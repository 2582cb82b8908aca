//! HTTP error handling for the tree API
//!
//! Maps the core error taxonomy onto transport status codes and renders a
//! consistent JSON error body. Internal failures get an opaque correlation
//! id that appears in both the response and the server log, so an operator
//! can find the logged detail from a caller's error report.

use axum::{
    http::StatusCode,
    response::{IntoResponse, Json, Response},
};
use serde::{Deserialize, Serialize};
use treeline_core::TreeServiceError;
use uuid::Uuid;

/// JSON body returned for every failed request
#[derive(Debug, Serialize, Deserialize)]
#[serde(rename_all = "camelCase")]
pub struct ApiError {
    /// User-facing error message
    pub message: String,
    /// Machine-readable error code
    pub code: String,
    /// Correlation id tying the response to the server log.
    /// Only present on internal (500-class) failures.
    #[serde(skip_serializing_if = "Option::is_none")]
    pub correlation_id: Option<String>,
}

impl ApiError {
    /// Create a new API error
    pub fn new(message: impl Into<String>, code: impl Into<String>) -> Self {
        Self {
            message: message.into(),
            code: code.into(),
            correlation_id: None,
        }
    }

    /// Create an internal error with a fresh correlation id
    pub fn internal(message: impl Into<String>) -> Self {
        Self {
            message: message.into(),
            code: "INTERNAL".to_string(),
            correlation_id: Some(Uuid::new_v4().to_string()),
        }
    }
}

impl IntoResponse for ApiError {
    fn into_response(self) -> Response {
        let status = match self.code.as_str() {
            "NOT_FOUND" => StatusCode::NOT_FOUND,
            "INVALID_ARGUMENT" => StatusCode::BAD_REQUEST,
            _ => StatusCode::INTERNAL_SERVER_ERROR,
        };

        if status == StatusCode::INTERNAL_SERVER_ERROR {
            let correlation_id = self.correlation_id.as_deref().unwrap_or("none");
            tracing::error!(
                "Unhandled failure - correlation id {}: {}",
                correlation_id,
                self.message
            );
        }

        (status, Json(self)).into_response()
    }
}

impl From<TreeServiceError> for ApiError {
    fn from(err: TreeServiceError) -> Self {
        let code = match &err {
            // the query naming a bad id is the caller's mistake
            TreeServiceError::UnknownId { .. } | TreeServiceError::CircularMove { .. } => {
                "INVALID_ARGUMENT"
            }
            // the mutation referenced a resource that is not there
            TreeServiceError::NodeNotFound { .. } | TreeServiceError::ParentNotFound { .. } => {
                "NOT_FOUND"
            }
        };
        ApiError::new(err.to_string(), code)
    }
}

impl From<anyhow::Error> for ApiError {
    fn from(err: anyhow::Error) -> Self {
        ApiError::internal(err.to_string())
    }
}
:::::
◆ Try it
Look above for the line holding "internal (500-class) failures.". Print it and every line after it, exactly, through the line holding "let status = match".

◆ Task output
    /// Only present on internal (500-class) failures.
    #[serde(skip_serializing_if = "Option::is_none")]
    pub correlation_id: Option<String>,
}

impl ApiError {
    /// Create a new API error
    pub fn new(message: impl Into<String>, code: impl Into<String>) -> Self {
        Self {
            message: message.into(),
            code: code.into(),
            correlation_id: None,
        }
    }

    /// Create an internal error with a fresh correlation id
    pub fn internal(message: impl Into<String>) -> Self {
        Self {
            message: message.into(),
            code: "INTERNAL".to_string(),
            correlation_id: Some(Uuid::new_v4().to_string()),
        }
    }
}

impl IntoResponse for ApiError {
    fn into_response(self) -> Response {
        let status = match self.code.as_str() {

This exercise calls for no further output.